Primarily recognised as a poet, Edward (“Ted”) Hughes was one of the most important and influential writers of the Twentieth Century. Born in Mytholmroyd in the Calder Valley in Yorkshire he was influenced by that landscape throughout his life and his collection Remains of Elmet particularly references the ancient Celtic kingdom that is the foundation of West Yorkshire. He spent much of his childhood and adulthood in the countryside around his home and his poetry returns time and again to observations of this world and its changing landscape in anthologies including Moortown, River and his critically acclaimed creation stories for children The Dreamfighter.
The son of a WWI veteran - his father was one of only seventeen survivors of a regiment all-but massacred at Gallipoli - Hughes was a natural dissenter; much in the style of fellow working-class writer D.H. Lawrence. His first published collection, Hawk in the Rain was, in part, a reaction against the futility of war.
A marriage of minds
The ill-fated relationship between Ted Hughes and the poet Sylvia Plath has accrued so much notoriety and interest as to have achieved near mythic status. The two first met at a party to celebrate the publication of St Botolph’s Review, a student-edited journal where Hughes’ first poems were published and they were married just four months later.
In 1962, Hughes began an affair with aspiring poet Assia Wevill, prompting the couple to separate. Plath took her own life in 1963, after a long struggle with depression. Hughes remained silent on the details of their relationship until his collection Birthday Letters was published in 1998, immediately prior to his death. An instant bestseller it went on to win the Forward Poetry Prize, the T. S. Eliot Prize for Poetry and the Whitbread Poetry and Whitbread British Book of the Year prizes.

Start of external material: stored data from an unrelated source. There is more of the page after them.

use serde::{Deserialize, Serialize};
use std::str::FromStr;

use crate::dto::transaction_dto::parse_date_param;
use crate::model::transaction::{Category, TransactionFilter, TransactionStatus};
use crate::util::error::ServiceError;

#[derive(Debug, Clone, Serialize)]
#[serde(rename_all = "camelCase")]
pub struct ExportColumn {
    pub field: &'static str,
    pub header_name: &'static str,
    #[serde(rename = "type")]
    pub column_type: &'static str,
}

#[derive(Debug, Clone, Serialize)]
pub struct ExportColumnsResponse {
    pub columns: Vec<ExportColumn>,
}

#[derive(Debug, Clone, Default, Deserialize)]
pub struct ExportFilters {
    pub category: Option<String>,
    pub status: Option<String>,
    pub user_id: Option<String>,
    #[serde(rename = "startDate")]
    pub start_date: Option<String>,
    #[serde(rename = "endDate")]
    pub end_date: Option<String>,
    #[serde(rename = "minAmount")]
    pub min_amount: Option<f64>,
    #[serde(rename = "maxAmount")]
    pub max_amount: Option<f64>,
}

impl ExportFilters {
    pub fn to_filter(&self) -> Result<TransactionFilter, ServiceError> {
        let mut filter = TransactionFilter {
            user_id: self.user_id.clone().filter(|s| !s.is_empty()),
            min_amount: self.min_amount,
            max_amount: self.max_amount,
            ..Default::default()
        };
        if let Some(category) = self.category.as_deref().filter(|s| !s.is_empty()) {
            filter.category =
                Some(Category::from_str(category).map_err(ServiceError::InvalidInput)?);
        }
        if let Some(status) = self.status.as_deref().filter(|s| !s.is_empty()) {
            filter.status =
                Some(TransactionStatus::from_str(status).map_err(ServiceError::InvalidInput)?);
        }
        if let Some(start) = self.start_date.as_deref().filter(|s| !s.is_empty()) {
            filter.date_range.start = Some(parse_date_param(start)?);
        }
        if let Some(end) = self.end_date.as_deref().filter(|s| !s.is_empty()) {
            filter.date_range.end = Some(parse_date_param(end)?);
        }
        Ok(filter)
    }
}

#[derive(Debug, Clone, Deserialize)]
pub struct ExportTransactionsRequest {
    #[serde(rename = "selectedColumns")]
    pub selected_columns: Vec<String>,
    #[serde(default)]
    pub filters: ExportFilters,
}

#[derive(Debug, Clone, Default, Deserialize)]
pub struct ExportAnalyticsRequest {
    #[serde(default)]
    pub filters: ExportFilters,
}
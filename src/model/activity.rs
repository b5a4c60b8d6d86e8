use bson::oid::ObjectId;
use serde::{Deserialize, Serialize};

/// Append-only audit record. Entries are written when a user logs in,
/// registers, mutates a transaction or exports data, and are never updated.
#[derive(Debug, Clone, Serialize, Deserialize)]
pub struct ActivityEntry {
    #[serde(rename = "_id", skip_serializing_if = "Option::is_none")]
    pub id: Option<ObjectId>,
    pub user_id: String,
    pub username: String,
    pub action: String,
    pub details: String,
    pub timestamp: bson::DateTime,
}
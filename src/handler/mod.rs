pub mod analytics_handler;
pub mod auth_handler;
pub mod export_handler;
pub mod health_handler;
pub mod transaction_handler;
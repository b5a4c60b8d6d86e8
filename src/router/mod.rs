pub mod analytics_router;
pub mod auth_router;
pub mod export_router;
pub mod health_router;
pub mod transaction_router;
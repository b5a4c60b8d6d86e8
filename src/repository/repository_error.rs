#[derive(Debug, thiserror::Error)]
pub enum RepositoryError {
    #[error("Not Found: {0}")]
    NotFound(String),
    #[error("Already Exists: {0}")]
    AlreadyExists(String),
    #[error("Validation Error: {0}")]
    ValidationError(String),
    #[error("Database Error: {0}")]
    DatabaseError(String),
    #[error("Connection Error: {0}")]
    ConnectionError(String),
    #[error("Serialization Error: {0}")]
    SerializationError(String),
}

// Convenient constructors
impl RepositoryError {
    pub fn not_found<T: Into<String>>(msg: T) -> Self {
        RepositoryError::NotFound(msg.into())
    }

    pub fn already_exists<T: Into<String>>(msg: T) -> Self {
        RepositoryError::AlreadyExists(msg.into())
    }

    pub fn validation<T: Into<String>>(msg: T) -> Self {
        RepositoryError::ValidationError(msg.into())
    }

    pub fn database<T: Into<String>>(msg: T) -> Self {
        RepositoryError::DatabaseError(msg.into())
    }

    pub fn connection<T: Into<String>>(msg: T) -> Self {
        RepositoryError::ConnectionError(msg.into())
    }

    pub fn serialization<T: Into<String>>(msg: T) -> Self {
        RepositoryError::SerializationError(msg.into())
    }
}

// MongoDB-specific conversions
impl From<mongodb::error::Error> for RepositoryError {
    fn from(err: mongodb::error::Error) -> Self {
        use mongodb::error::ErrorKind;

        match err.kind.as_ref() {
            ErrorKind::Write(_) => {
                // Duplicate key errors (E11000) are uniqueness violations
                let err_msg = err.to_string();
                if err_msg.contains("E11000") {
                    RepositoryError::AlreadyExists(format!("Duplicate key: {}", err))
                } else {
                    RepositoryError::DatabaseError(format!("Write error: {}", err))
                }
            }
            ErrorKind::Authentication { .. } => {
                RepositoryError::ConnectionError(format!("Authentication failed: {}", err))
            }
            ErrorKind::InvalidArgument { .. } => {
                RepositoryError::ValidationError(format!("Invalid argument: {}", err))
            }
            ErrorKind::Io(_) => RepositoryError::ConnectionError(format!("IO error: {}", err)),
            _ => RepositoryError::DatabaseError(err.to_string()),
        }
    }
}

impl From<bson::ser::Error> for RepositoryError {
    fn from(err: bson::ser::Error) -> Self {
        RepositoryError::SerializationError(format!("BSON serialization error: {}", err))
    }
}

impl From<bson::de::Error> for RepositoryError {
    fn from(err: bson::de::Error) -> Self {
        RepositoryError::SerializationError(format!("BSON deserialization error: {}", err))
    }
}

// Result type alias for convenience
pub type RepositoryResult<T> = Result<T, RepositoryError>;
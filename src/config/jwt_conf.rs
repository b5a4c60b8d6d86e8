use std::env;
use tracing::{debug, error, info, warn};

use crate::config::ConfigError;

/// JWT configuration structure
#[derive(Debug, Clone)]
pub struct JwtConfig {
    /// Secret key for signing session tokens
    pub jwt_secret: String,
    /// Session token lifetime in hours
    pub token_expiration_hours: i64,
}

impl JwtConfig {
    /// Load JWT configuration from environment variables
    ///
    /// Expected environment variables:
    /// - JWT_SECRET: secret key for signing tokens (required, >= 32 chars)
    /// - JWT_EXPIRES_IN_HOURS: session token lifetime in hours (defaults to 24)
    pub fn from_env() -> Result<Self, ConfigError> {
        info!("Loading JWT configuration from environment variables");

        let jwt_secret = env::var("JWT_SECRET").map_err(|_| {
            error!("JWT_SECRET environment variable not found");
            ConfigError::EnvVarNotFound("JWT_SECRET".to_string())
        })?;

        if jwt_secret.len() < 32 {
            error!("JWT_SECRET is too short (minimum 32 characters required)");
            return Err(ConfigError::InvalidValue(
                "JWT_SECRET must be at least 32 characters long".to_string(),
            ));
        }
        debug!("JWT secret loaded (length: {} chars)", jwt_secret.len());

        let token_expiration_hours = env::var("JWT_EXPIRES_IN_HOURS")
            .unwrap_or_else(|_| {
                warn!("JWT_EXPIRES_IN_HOURS not set, using default: 24 hours");
                "24".to_string()
            })
            .parse::<i64>()
            .map_err(|e| {
                error!("Invalid JWT_EXPIRES_IN_HOURS value: {}", e);
                ConfigError::InvalidValue(format!("JWT_EXPIRES_IN_HOURS: {}", e))
            })?;
        debug!("JWT token expiration: {} hours", token_expiration_hours);

        let config = JwtConfig {
            jwt_secret,
            token_expiration_hours,
        };
        config.validate()?;

        info!("JWT configuration loaded successfully");
        Ok(config)
    }

    pub fn validate(&self) -> Result<(), ConfigError> {
        if self.jwt_secret.len() < 32 {
            return Err(ConfigError::ValidationError(
                "JWT secret must be at least 32 characters long".to_string(),
            ));
        }
        if self.token_expiration_hours <= 0 {
            return Err(ConfigError::ValidationError(
                "Token expiration must be greater than 0".to_string(),
            ));
        }
        Ok(())
    }
}

/// Default values are only meant for tests
impl Default for JwtConfig {
    fn default() -> Self {
        JwtConfig {
            jwt_secret: "test_secret_key_for_jwt_testing_should_be_long_enough".to_string(),
            token_expiration_hours: 24,
        }
    }
}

After Plath’s suicide, Hughes gave up writing poetry until the artist Leonard Baskin requested he write some poems to accompany some pen and ink drawings; the result was Crow: From the Life and Songs of the Crow, published in 1970 which is widely regarded as Hughes’ greatest work.
Laureateship and legacy
Hughes was a prolific writer, not only of poetry but also plays, translations, scripts for radio and television and many children’s books. He wrote one of his best-loved works, The Iron Man, for his own children after their mother’s death with the first edition, illustrated by the artist and cartoonist George Worsley Adamson, being published in 1968. It was followed by the accompanying volume The Iron Woman in 1993, a powerful response to human destruction of the Environment.

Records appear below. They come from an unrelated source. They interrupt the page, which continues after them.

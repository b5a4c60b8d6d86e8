use async_trait::async_trait;
use chrono::{Datelike, TimeZone, Utc};
use std::collections::BTreeMap;
use std::sync::Arc;
use tracing::instrument;

use crate::dto::analytics_dto::{
    CategoriesResponse, MonthlyComparisonResponse, MonthlyPoint, StatusBucket, SummaryResponse,
    SummaryTotals, TrendPoint, TrendsResponse, UsersPerformanceResponse,
};
use crate::model::transaction::{Category, DateRange, TransactionFilter};
use crate::repository::transaction_repo::{
    CategoryTotalRow, MonthlyCategoryRow, StatusBreakdownRow, TransactionRepository,
};
use crate::util::error::ServiceError;

#[async_trait]
pub trait AnalyticsService: Send + Sync {
    async fn summary(&self, range: DateRange) -> Result<SummaryResponse, ServiceError>;
    async fn trends(&self, range: DateRange) -> Result<TrendsResponse, ServiceError>;
    async fn categories(&self, range: DateRange) -> Result<CategoriesResponse, ServiceError>;
    async fn user_performance(
        &self,
        range: DateRange,
    ) -> Result<UsersPerformanceResponse, ServiceError>;
    async fn monthly_comparison(&self) -> Result<MonthlyComparisonResponse, ServiceError>;
}

pub struct AnalyticsServiceImpl {
    pub txn_repo: Arc<dyn TransactionRepository>,
}

impl AnalyticsServiceImpl {
    pub fn new(txn_repo: Arc<dyn TransactionRepository>) -> Self {
        Self { txn_repo }
    }
}

/// Folds per-category totals, the status buckets and the overall count into
/// the dashboard summary. Categories absent from the range contribute zero.
pub(crate) fn build_summary(
    categories: &[CategoryTotalRow],
    statuses: &[StatusBreakdownRow],
    total_transactions: u64,
) -> SummaryResponse {
    let mut totals = SummaryTotals {
        total_transactions,
        ..Default::default()
    };
    for row in categories {
        match row.category {
            Category::Revenue => {
                totals.total_revenue = row.total;
                totals.revenue_count = row.count;
            }
            Category::Expense => {
                totals.total_expenses = row.total;
                totals.expense_count = row.count;
            }
        }
    }
    totals.net_income = totals.total_revenue - totals.total_expenses;

    let status_breakdown = statuses
        .iter()
        .map(|row| {
            (
                row.status.as_str().to_string(),
                StatusBucket {
                    count: row.count,
                    total: row.total,
                },
            )
        })
        .collect();

    SummaryResponse {
        summary: totals,
        status_breakdown,
    }
}

/// Merges (year, month, category) buckets into chronological trend points.
/// A month that only saw one category reports 0 for the other.
pub(crate) fn build_trend_points(rows: &[MonthlyCategoryRow]) -> Vec<TrendPoint> {
    build_trend_points_keyed(rows)
        .into_iter()
        .map(|(_, point)| point)
        .collect()
}

pub(crate) fn build_monthly_points(rows: &[MonthlyCategoryRow]) -> Vec<MonthlyPoint> {
    build_trend_points_keyed(rows)
        .into_iter()
        .map(|((year, month), point)| MonthlyPoint {
            year,
            month,
            period: point.period,
            revenue: point.revenue,
            expense: point.expense,
            net_income: point.net_income,
        })
        .collect()
}

fn build_trend_points_keyed(rows: &[MonthlyCategoryRow]) -> Vec<((i32, u32), TrendPoint)> {
    let mut months: BTreeMap<(i32, u32), (f64, f64)> = BTreeMap::new();
    for row in rows {
        let entry = months.entry((row.key.year, row.key.month)).or_default();
        match row.key.category {
            Category::Revenue => entry.0 += row.total,
            Category::Expense => entry.1 += row.total,
        }
    }
    months
        .into_iter()
        .map(|((year, month), (revenue, expense))| {
            (
                (year, month),
                TrendPoint {
                    period: format!("{}-{:02}", year, month),
                    revenue,
                    expense,
                    net_income: revenue - expense,
                },
            )
        })
        .collect()
}

#[async_trait]
impl AnalyticsService for AnalyticsServiceImpl {
    #[instrument(skip(self))]
    async fn summary(&self, range: DateRange) -> Result<SummaryResponse, ServiceError> {
        let categories = self.txn_repo.category_totals(range).await?;
        let statuses = self.txn_repo.status_breakdown(range).await?;
        let filter = TransactionFilter {
            date_range: range,
            ..Default::default()
        };
        let total = self.txn_repo.count(&filter).await?;
        Ok(build_summary(&categories, &statuses, total))
    }

    #[instrument(skip(self))]
    async fn trends(&self, range: DateRange) -> Result<TrendsResponse, ServiceError> {
        let rows = self.txn_repo.monthly_category_totals(range).await?;
        Ok(TrendsResponse {
            trends: build_trend_points(&rows),
        })
    }

    #[instrument(skip(self))]
    async fn categories(&self, range: DateRange) -> Result<CategoriesResponse, ServiceError> {
        let categories = self.txn_repo.category_totals(range).await?;
        Ok(CategoriesResponse { categories })
    }

    #[instrument(skip(self))]
    async fn user_performance(
        &self,
        range: DateRange,
    ) -> Result<UsersPerformanceResponse, ServiceError> {
        let users = self.txn_repo.user_rollups(range).await?;
        Ok(UsersPerformanceResponse { users })
    }

    /// Fixed window: January 1st of last year through December 31st of the
    /// current year.
    #[instrument(skip(self))]
    async fn monthly_comparison(&self) -> Result<MonthlyComparisonResponse, ServiceError> {
        let current_year = Utc::now().year();
        let range = DateRange {
            start: Utc
                .with_ymd_and_hms(current_year - 1, 1, 1, 0, 0, 0)
                .single(),
            end: Utc
                .with_ymd_and_hms(current_year, 12, 31, 0, 0, 0)
                .single(),
        };
        let rows = self.txn_repo.monthly_category_totals(range).await?;
        Ok(MonthlyComparisonResponse {
            comparison: build_monthly_points(&rows),
        })
    }
}
use serde::{Deserialize, Serialize};
use std::env;
use tracing::{debug, error, info, warn};

use crate::config::ConfigError;

/// MongoDB configuration structure
#[derive(Debug, Clone, Serialize, Deserialize)]
pub struct MongoConfig {
    /// MongoDB connection URI
    pub uri: String,
    /// Database name
    pub database: String,
    /// Username for authentication (optional)
    pub username: Option<String>,
    /// Password for authentication (optional)
    pub password: Option<String>,
    /// Connection pool size
    pub pool_size: u32,
    /// Connection timeout in seconds
    pub connection_timeout_secs: u64,
}

impl MongoConfig {
    /// Load MongoDB configuration from environment variables
    ///
    /// Expected environment variables:
    /// - MONGO_URI: MongoDB connection URI (required)
    /// - MONGO_DATABASE: database name (defaults to financial_analytics)
    /// - MONGO_USERNAME / MONGO_PASSWORD: credentials (optional)
    /// - MONGO_POOL_SIZE: connection pool size (defaults to 10)
    /// - MONGO_CONNECTION_TIMEOUT: connection timeout in seconds (defaults to 5)
    pub fn from_env() -> Result<Self, ConfigError> {
        info!("Loading MongoDB configuration from environment variables");

        let uri = env::var("MONGO_URI").map_err(|_| {
            error!("MONGO_URI environment variable not found");
            ConfigError::EnvVarNotFound("MONGO_URI".to_string())
        })?;

        let database = env::var("MONGO_DATABASE").unwrap_or_else(|_| {
            warn!("MONGO_DATABASE not set, using default: financial_analytics");
            "financial_analytics".to_string()
        });
        debug!("MongoDB database: {}", database);

        let username = env::var("MONGO_USERNAME").ok();
        let password = env::var("MONGO_PASSWORD").ok();

        let pool_size = env::var("MONGO_POOL_SIZE")
            .unwrap_or_else(|_| "10".to_string())
            .parse::<u32>()
            .map_err(|_| {
                error!("Invalid MONGO_POOL_SIZE value");
                ConfigError::InvalidValue("Invalid MONGO_POOL_SIZE value".to_string())
            })?;

        let connection_timeout_secs = env::var("MONGO_CONNECTION_TIMEOUT")
            .unwrap_or_else(|_| "5".to_string())
            .parse::<u64>()
            .map_err(|_| {
                error!("Invalid MONGO_CONNECTION_TIMEOUT value");
                ConfigError::InvalidValue("Invalid MONGO_CONNECTION_TIMEOUT value".to_string())
            })?;

        let config = MongoConfig {
            uri,
            database,
            username,
            password,
            pool_size,
            connection_timeout_secs,
        };

        config.validate()?;
        info!("MongoDB configuration loaded successfully");
        Ok(config)
    }

    /// Validate the configuration
    pub fn validate(&self) -> Result<(), ConfigError> {
        if self.uri.is_empty() {
            error!("MongoDB URI is empty");
            return Err(ConfigError::ValidationError(
                "MongoDB URI cannot be empty".to_string(),
            ));
        }
        if self.database.is_empty() {
            error!("MongoDB database is empty");
            return Err(ConfigError::ValidationError(
                "MongoDB database cannot be empty".to_string(),
            ));
        }
        if self.pool_size == 0 {
            error!("MongoDB pool size is 0");
            return Err(ConfigError::ValidationError(
                "MongoDB pool size must be greater than 0".to_string(),
            ));
        }
        if self.connection_timeout_secs == 0 {
            error!("MongoDB connection timeout is 0");
            return Err(ConfigError::ValidationError(
                "MongoDB connection timeout must be greater than 0".to_string(),
            ));
        }
        if let Some(ref user) = self.username {
            if user.is_empty() {
                return Err(ConfigError::ValidationError(
                    "MongoDB username cannot be empty if set".to_string(),
                ));
            }
        }
        if let Some(ref pass) = self.password {
            if pass.is_empty() {
                return Err(ConfigError::ValidationError(
                    "MongoDB password cannot be empty if set".to_string(),
                ));
            }
        }
        Ok(())
    }
}

impl Default for MongoConfig {
    fn default() -> Self {
        MongoConfig {
            uri: "mongodb://localhost:27017".to_string(),
            database: "financial_analytics".to_string(),
            username: None,
            password: None,
            pool_size: 10,
            connection_timeout_secs: 5,
        }
    }
}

In 1984 Hughes was made Poet Laureate, taking over from Sir John Betjeman, a surprise to everyone (including Hughes) who had assumed it would go to Philip Larkin. Hughes died in 1968, leaving behind a substantial body of published work as well as many unpublished letters. His dedication to supporting the work of aspiring writers is remembered in the annual Ted Hughes Prize for poetry, inaugurated in 2009. In 2010 he was immortalised in Poet’s Corner in Westminster Abbey.

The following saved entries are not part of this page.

use bson::oid::ObjectId;
use serde::{Deserialize, Serialize};
use std::fmt;
use std::str::FromStr;

/// Dashboard role, determines which operations a user may perform.
#[derive(Debug, Clone, Copy, PartialEq, Eq, Serialize, Deserialize)]
#[serde(rename_all = "lowercase")]
pub enum Role {
    Admin,
    Analyst,
    Viewer,
}

impl Role {
    pub fn as_str(&self) -> &'static str {
        match self {
            Role::Admin => "admin",
            Role::Analyst => "analyst",
            Role::Viewer => "viewer",
        }
    }
}

impl fmt::Display for Role {
    fn fmt(&self, f: &mut fmt::Formatter<'_>) -> fmt::Result {
        f.write_str(self.as_str())
    }
}

impl FromStr for Role {
    type Err = String;

    fn from_str(s: &str) -> Result<Self, Self::Err> {
        match s {
            "admin" => Ok(Role::Admin),
            "analyst" => Ok(Role::Analyst),
            "viewer" => Ok(Role::Viewer),
            other => Err(format!("Unknown role: {}", other)),
        }
    }
}

#[derive(Debug, Clone, Serialize, Deserialize)]
pub struct User {
    #[serde(rename = "_id", skip_serializing_if = "Option::is_none")]
    pub id: Option<ObjectId>,
    pub username: String,
    pub email: String,
    pub password_hash: String,
    pub role: Role,
    pub created_at: Option<String>,
    pub updated_at: Option<String>,
}
#[async_trait]
impl TransactionRepository for MockTransactionRepository {
    async fn insert(&self, mut txn: Transaction) -> RepositoryResult<Transaction> {
        let mut txns = self.txns.lock().unwrap();
        if txns.iter().any(|t| t.id == txn.id) {
            return Err(RepositoryError::already_exists("Duplicate key"));
        }
        txn.object_id = Some(ObjectId::new());
        let now = chrono::Utc::now().to_rfc3339();
        txn.created_at = Some(now.clone());
        txn.updated_at = Some(now);
        txns.push(txn.clone());
        Ok(txn)
    }

    async fn insert_many(&self, txns: Vec<Transaction>) -> RepositoryResult<usize> {
        let count = txns.len();
        self.txns.lock().unwrap().extend(txns);
        Ok(count)
    }

    async fn get(&self, id: i64) -> RepositoryResult<Transaction> {
        self.txns
            .lock()
            .unwrap()
            .iter()
            .find(|t| t.id == id)
            .cloned()
            .ok_or_else(|| RepositoryError::not_found(format!("Transaction not found for ID: {}", id)))
    }

    async fn update(&self, id: i64, changes: TransactionChanges) -> RepositoryResult<Transaction> {
        let mut txns = self.txns.lock().unwrap();
        let txn = txns
            .iter_mut()
            .find(|t| t.id == id)
            .ok_or_else(|| RepositoryError::not_found(format!("Transaction not found for ID: {}", id)))?;
        if let Some(date) = changes.date {
            txn.date = bson::DateTime::from_chrono(date);
        }
        if let Some(amount) = changes.amount {
            txn.amount = amount;
        }
        if let Some(category) = changes.category {
            txn.category = category;
        }
        if let Some(status) = changes.status {
            txn.status = status;
        }
        if let Some(user_id) = changes.user_id {
            txn.user_id = user_id;
        }
        if let Some(user_profile) = changes.user_profile {
            txn.user_profile = user_profile;
        }
        txn.updated_at = Some(chrono::Utc::now().to_rfc3339());
        Ok(txn.clone())
    }

    async fn delete(&self, id: i64) -> RepositoryResult<()> {
        let mut txns = self.txns.lock().unwrap();
        let before = txns.len();
        txns.retain(|t| t.id != id);
        if txns.len() == before {
            return Err(RepositoryError::not_found(format!(
                "Transaction not found for ID: {}",
                id
            )));
        }
        Ok(())
    }

    async fn list(
        &self,
        filter: &TransactionFilter,
        sort: TransactionSort,
        page: u32,
        limit: u32,
    ) -> RepositoryResult<Vec<Transaction>> {
        let mut txns = self.filtered(filter);
        txns.sort_by(|a, b| {
            let ordering = compare(a, b, sort.field);
            match sort.order {
                SortOrder::Asc => ordering,
                SortOrder::Desc => ordering.reverse(),
            }
        });
        let skip = ((page.max(1) - 1) * limit) as usize;
        Ok(txns.into_iter().skip(skip).take(limit as usize).collect())
    }

    async fn count(&self, filter: &TransactionFilter) -> RepositoryResult<u64> {
        Ok(self.filtered(filter).len() as u64)
    }

    async fn find_all(&self, filter: &TransactionFilter) -> RepositoryResult<Vec<Transaction>> {
        Ok(self.filtered(filter))
    }

    async fn distinct_values(&self, field: &str) -> RepositoryResult<Vec<String>> {
        let txns = self.txns.lock().unwrap();
        let mut values: Vec<String> = txns
            .iter()
            .map(|t| match field {
                "category" => t.category.as_str().to_string(),
                "status" => t.status.as_str().to_string(),
                "user_id" => t.user_id.clone(),
                _ => String::new(),
            })
            .collect();
        values.sort();
        values.dedup();
        Ok(values)
    }

    async fn category_totals(&self, range: DateRange) -> RepositoryResult<Vec<CategoryTotalRow>> {
        let mut groups: HashMap<&'static str, (f64, i64)> = HashMap::new();
        for txn in self.in_window(range) {
            let entry = groups.entry(txn.category.as_str()).or_default();
            entry.0 += txn.amount;
            entry.1 += 1;
        }
        let mut rows: Vec<CategoryTotalRow> = groups
            .into_iter()
            .map(|(category, (total, count))| CategoryTotalRow {
                category: Category::from_str(category).unwrap(),
                total,
                count,
                avg_amount: total / count as f64,
            })
            .collect();
        rows.sort_by(|a, b| b.total.partial_cmp(&a.total).unwrap_or(Ordering::Equal));
        Ok(rows)
    }

    async fn status_breakdown(&self, range: DateRange) -> RepositoryResult<Vec<StatusBreakdownRow>> {
        let mut groups: HashMap<&'static str, (i64, f64)> = HashMap::new();
        for txn in self.in_window(range) {
            let entry = groups.entry(txn.status.as_str()).or_default();
            entry.0 += 1;
            entry.1 += txn.amount;
        }
        Ok(groups
            .into_iter()
            .map(|(status, (count, total))| StatusBreakdownRow {
                status: TransactionStatus::from_str(status).unwrap(),
                count,
                total,
            })
            .collect())
    }

    async fn monthly_category_totals(
        &self,
        range: DateRange,
    ) -> RepositoryResult<Vec<MonthlyCategoryRow>> {
        let mut groups: BTreeMap<(i32, u32, &'static str), (f64, i64)> = BTreeMap::new();
        for txn in self.in_window(range) {
            let date = txn.date.to_chrono();
            let key = (date.year(), date.month(), txn.category.as_str());
            let entry = groups.entry(key).or_default();
            entry.0 += txn.amount;
            entry.1 += 1;
        }
        Ok(groups
            .into_iter()
            .map(|((year, month, category), (total, count))| MonthlyCategoryRow {
                key: MonthKey {
                    year,
                    month,
                    category: Category::from_str(category).unwrap(),
                },
                total,
                count,
            })
            .collect())
    }

    async fn user_rollups(&self, range: DateRange) -> RepositoryResult<Vec<UserPerformanceRow>> {
        let mut groups: HashMap<String, (f64, f64, i64, i64, i64)> = HashMap::new();
        for txn in self.in_window(range) {
            let entry = groups.entry(txn.user_id.clone()).or_default();
            match txn.category {
                Category::Revenue => {
                    entry.0 += txn.amount;
                    entry.3 += 1;
                }
                Category::Expense => {
                    entry.1 += txn.amount;
                    entry.4 += 1;
                }
            }
            entry.2 += 1;
        }
        let mut rows: Vec<UserPerformanceRow> = groups
            .into_iter()
            .map(
                |(user_id, (revenue, expenses, count, revenue_count, expense_count))| {
                    UserPerformanceRow {
                        user_id,
                        total_revenue: revenue,
                        total_expenses: expenses,
                        transaction_count: count,
                        revenue_count,
                        expense_count,
                        net_income: revenue - expenses,
                        avg_transaction_value: (revenue + expenses) / count as f64,
                    }
                },
            )
            .collect();
        rows.sort_by(|a, b| {
            b.net_income
                .partial_cmp(&a.net_income)
                .unwrap_or(Ordering::Equal)
        });
        Ok(rows)
    }

    async fn ping(&self) -> bool {
        true
    }
}

#[derive(Default)]
pub struct MockActivityRepository {
    entries: Mutex<Vec<ActivityEntry>>,
}

impl MockActivityRepository {
    pub fn new() -> Self {
        Self::default()
    }

    pub fn entries(&self) -> Vec<ActivityEntry> {
        self.entries.lock().unwrap().clone()
    }
}

#[async_trait]
impl ActivityRepository for MockActivityRepository {
    async fn insert(&self, mut entry: ActivityEntry) -> RepositoryResult<ActivityEntry> {
        entry.id = Some(ObjectId::new());
        self.entries.lock().unwrap().push(entry.clone());
        Ok(entry)
    }

    async fn list_recent(&self, limit: i64) -> RepositoryResult<Vec<ActivityEntry>> {
        let mut entries = self.entries.lock().unwrap().clone();
        entries.sort_by(|a, b| b.timestamp.cmp(&a.timestamp));
        entries.truncate(limit as usize);
        Ok(entries)
    }
}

His life was one of tragedy and extraordinary achievement in equal measure, many of the newspapers reporting on his death were more concerned with the ongoing drama of the Hughes/Plath mythology than his work but Lachlan Mackinnon’s obituary for The Independent, captured the prevailing Hughes legacy: ‘Ted Hughes wrote great poems in a time which cared little either for greatness or for poetry.’